### Problem description
Would you return, word for word, the lines of the data below from the line with "async fn handle_socket(socket: WebSocket, state: Arc<MockState>)" through the line with "msg = receiver.next()", and no others?
***** Listed records
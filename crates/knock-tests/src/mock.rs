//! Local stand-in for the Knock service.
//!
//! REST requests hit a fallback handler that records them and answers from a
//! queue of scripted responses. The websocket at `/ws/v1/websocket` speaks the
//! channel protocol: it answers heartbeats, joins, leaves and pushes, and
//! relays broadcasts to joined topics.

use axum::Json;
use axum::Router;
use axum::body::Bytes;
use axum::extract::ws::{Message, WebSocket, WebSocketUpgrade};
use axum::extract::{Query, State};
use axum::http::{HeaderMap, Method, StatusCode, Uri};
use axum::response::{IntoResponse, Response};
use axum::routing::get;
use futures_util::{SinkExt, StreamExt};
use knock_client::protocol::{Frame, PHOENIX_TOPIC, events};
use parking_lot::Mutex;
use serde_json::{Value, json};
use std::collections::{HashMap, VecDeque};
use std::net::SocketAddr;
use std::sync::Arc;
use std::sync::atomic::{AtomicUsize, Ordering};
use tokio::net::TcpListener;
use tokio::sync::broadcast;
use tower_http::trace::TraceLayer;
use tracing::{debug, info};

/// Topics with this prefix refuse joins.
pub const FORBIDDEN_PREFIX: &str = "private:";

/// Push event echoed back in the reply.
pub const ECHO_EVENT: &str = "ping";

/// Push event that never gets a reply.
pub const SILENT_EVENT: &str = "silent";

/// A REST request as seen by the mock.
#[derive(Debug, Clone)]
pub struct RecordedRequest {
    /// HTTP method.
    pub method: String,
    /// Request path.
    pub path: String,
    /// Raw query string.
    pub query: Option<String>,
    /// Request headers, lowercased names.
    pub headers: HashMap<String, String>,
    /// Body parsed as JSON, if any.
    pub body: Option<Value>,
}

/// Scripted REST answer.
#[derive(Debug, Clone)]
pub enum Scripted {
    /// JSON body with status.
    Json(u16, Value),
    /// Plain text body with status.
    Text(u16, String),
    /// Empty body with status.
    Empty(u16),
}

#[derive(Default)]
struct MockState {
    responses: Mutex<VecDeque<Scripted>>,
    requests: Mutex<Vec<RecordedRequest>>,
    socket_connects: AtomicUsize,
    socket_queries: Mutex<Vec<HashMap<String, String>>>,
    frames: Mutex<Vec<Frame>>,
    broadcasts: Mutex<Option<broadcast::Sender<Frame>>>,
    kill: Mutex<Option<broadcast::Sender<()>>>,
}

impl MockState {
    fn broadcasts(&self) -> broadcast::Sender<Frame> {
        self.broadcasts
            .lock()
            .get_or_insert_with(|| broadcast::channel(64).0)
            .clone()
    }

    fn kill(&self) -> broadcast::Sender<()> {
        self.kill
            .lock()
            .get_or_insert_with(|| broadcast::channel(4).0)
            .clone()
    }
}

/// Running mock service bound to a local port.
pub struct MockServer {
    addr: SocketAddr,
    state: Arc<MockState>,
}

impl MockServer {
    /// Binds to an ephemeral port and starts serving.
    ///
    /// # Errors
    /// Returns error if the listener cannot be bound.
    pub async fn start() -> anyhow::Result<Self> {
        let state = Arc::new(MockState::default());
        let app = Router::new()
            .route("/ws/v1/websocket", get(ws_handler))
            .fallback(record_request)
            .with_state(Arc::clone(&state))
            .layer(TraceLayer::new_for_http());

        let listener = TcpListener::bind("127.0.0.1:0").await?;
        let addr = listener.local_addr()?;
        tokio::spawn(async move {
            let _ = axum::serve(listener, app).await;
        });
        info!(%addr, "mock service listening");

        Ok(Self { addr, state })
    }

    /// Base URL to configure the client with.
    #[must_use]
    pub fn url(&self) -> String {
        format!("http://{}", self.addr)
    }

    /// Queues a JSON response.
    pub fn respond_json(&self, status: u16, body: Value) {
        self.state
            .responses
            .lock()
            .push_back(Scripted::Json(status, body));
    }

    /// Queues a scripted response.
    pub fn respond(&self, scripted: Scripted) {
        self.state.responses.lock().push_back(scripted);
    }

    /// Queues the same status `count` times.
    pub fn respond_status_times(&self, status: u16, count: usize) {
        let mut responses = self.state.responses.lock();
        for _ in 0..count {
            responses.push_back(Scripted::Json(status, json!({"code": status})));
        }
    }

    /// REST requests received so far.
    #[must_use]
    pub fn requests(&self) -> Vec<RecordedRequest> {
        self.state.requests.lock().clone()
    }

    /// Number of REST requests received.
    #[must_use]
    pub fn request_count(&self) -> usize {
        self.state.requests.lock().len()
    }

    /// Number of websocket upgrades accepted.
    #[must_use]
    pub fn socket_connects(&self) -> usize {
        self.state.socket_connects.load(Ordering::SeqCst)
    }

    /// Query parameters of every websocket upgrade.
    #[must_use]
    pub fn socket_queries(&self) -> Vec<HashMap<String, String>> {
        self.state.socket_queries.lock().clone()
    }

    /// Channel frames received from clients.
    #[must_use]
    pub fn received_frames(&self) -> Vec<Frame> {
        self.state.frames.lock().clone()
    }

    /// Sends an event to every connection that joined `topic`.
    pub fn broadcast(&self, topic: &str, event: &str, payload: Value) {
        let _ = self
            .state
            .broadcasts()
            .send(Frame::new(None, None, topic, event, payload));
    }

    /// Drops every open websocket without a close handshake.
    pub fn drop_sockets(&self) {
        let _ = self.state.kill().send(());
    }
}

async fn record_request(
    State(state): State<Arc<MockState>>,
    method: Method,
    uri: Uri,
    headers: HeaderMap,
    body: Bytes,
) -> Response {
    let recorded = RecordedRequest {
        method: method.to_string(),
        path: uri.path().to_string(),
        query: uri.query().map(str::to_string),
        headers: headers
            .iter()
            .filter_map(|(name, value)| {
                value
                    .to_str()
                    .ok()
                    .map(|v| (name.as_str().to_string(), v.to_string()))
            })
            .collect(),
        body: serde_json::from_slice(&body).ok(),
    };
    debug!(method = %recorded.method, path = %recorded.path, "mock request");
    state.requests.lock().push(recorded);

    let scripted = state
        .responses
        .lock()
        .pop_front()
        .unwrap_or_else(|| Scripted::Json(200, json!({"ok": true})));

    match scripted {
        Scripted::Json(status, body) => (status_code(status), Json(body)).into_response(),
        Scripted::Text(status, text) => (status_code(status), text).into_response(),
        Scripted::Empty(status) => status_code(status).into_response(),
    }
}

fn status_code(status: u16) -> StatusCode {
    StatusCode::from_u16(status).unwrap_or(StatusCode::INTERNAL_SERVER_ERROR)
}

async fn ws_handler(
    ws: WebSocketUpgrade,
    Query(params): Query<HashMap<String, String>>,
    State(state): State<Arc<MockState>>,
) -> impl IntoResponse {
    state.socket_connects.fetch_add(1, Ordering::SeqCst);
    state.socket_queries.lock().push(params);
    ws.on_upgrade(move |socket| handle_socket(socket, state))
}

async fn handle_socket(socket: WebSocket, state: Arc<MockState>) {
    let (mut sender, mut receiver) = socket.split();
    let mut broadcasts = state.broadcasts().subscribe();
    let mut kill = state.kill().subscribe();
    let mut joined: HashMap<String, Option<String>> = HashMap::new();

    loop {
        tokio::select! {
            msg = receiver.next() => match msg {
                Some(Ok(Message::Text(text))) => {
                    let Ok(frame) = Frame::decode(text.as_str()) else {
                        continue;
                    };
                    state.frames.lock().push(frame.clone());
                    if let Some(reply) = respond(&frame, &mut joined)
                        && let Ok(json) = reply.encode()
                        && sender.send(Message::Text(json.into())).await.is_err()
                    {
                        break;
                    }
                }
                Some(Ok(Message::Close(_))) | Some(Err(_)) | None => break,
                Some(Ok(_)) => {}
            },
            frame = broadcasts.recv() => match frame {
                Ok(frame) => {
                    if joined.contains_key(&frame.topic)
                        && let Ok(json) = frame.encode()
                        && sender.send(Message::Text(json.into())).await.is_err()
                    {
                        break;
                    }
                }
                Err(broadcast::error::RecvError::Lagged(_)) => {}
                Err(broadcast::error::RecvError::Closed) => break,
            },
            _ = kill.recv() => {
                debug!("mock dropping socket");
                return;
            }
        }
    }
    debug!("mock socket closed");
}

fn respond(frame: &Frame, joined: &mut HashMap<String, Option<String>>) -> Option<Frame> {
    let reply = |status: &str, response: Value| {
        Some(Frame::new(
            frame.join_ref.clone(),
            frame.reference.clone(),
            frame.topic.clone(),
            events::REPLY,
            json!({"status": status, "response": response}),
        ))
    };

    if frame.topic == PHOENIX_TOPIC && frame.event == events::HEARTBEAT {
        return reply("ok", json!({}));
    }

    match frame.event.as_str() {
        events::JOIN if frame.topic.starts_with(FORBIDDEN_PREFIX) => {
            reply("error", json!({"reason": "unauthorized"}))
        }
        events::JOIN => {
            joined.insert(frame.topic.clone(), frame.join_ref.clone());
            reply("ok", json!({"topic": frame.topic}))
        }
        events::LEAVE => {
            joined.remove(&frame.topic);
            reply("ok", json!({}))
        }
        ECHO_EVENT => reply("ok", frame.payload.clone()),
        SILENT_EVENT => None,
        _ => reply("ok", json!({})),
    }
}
**********
***** Listed records
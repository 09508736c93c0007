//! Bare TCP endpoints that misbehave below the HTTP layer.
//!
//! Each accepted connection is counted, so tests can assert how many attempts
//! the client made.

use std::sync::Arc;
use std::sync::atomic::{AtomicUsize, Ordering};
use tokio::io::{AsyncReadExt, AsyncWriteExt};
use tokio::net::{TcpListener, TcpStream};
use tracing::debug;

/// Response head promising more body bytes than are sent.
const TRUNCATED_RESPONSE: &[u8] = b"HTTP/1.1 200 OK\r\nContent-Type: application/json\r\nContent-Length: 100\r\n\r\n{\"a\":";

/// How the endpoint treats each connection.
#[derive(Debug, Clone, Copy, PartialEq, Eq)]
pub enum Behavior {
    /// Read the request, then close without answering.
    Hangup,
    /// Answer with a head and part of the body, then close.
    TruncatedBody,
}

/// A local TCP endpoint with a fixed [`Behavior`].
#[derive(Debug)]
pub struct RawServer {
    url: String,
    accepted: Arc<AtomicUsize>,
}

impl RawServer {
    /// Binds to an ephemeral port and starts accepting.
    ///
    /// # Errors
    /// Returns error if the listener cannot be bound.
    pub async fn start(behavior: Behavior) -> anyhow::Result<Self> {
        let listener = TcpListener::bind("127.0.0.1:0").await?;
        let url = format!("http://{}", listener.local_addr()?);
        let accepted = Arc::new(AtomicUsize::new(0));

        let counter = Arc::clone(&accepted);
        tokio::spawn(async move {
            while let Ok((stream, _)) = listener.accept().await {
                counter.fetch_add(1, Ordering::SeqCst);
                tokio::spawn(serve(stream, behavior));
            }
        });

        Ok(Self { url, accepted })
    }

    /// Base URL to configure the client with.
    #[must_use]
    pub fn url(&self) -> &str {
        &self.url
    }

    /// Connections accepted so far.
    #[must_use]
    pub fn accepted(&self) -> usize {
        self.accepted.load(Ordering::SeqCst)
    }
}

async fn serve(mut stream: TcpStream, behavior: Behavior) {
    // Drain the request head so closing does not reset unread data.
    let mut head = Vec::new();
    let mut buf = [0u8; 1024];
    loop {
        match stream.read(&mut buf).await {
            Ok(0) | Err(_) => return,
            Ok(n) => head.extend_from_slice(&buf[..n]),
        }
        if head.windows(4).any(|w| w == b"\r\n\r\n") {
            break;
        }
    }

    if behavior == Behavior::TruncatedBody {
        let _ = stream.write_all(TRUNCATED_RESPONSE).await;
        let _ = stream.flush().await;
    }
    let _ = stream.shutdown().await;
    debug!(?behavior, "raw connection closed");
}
**********
### Answer to this exercise
async fn handle_socket(socket: WebSocket, state: Arc<MockState>) {
    let (mut sender, mut receiver) = socket.split();
    let mut broadcasts = state.broadcasts().subscribe();
    let mut kill = state.kill().subscribe();
    let mut joined: HashMap<String, Option<String>> = HashMap::new();

    loop {
        tokio::select! {
            msg = receiver.next() => match msg {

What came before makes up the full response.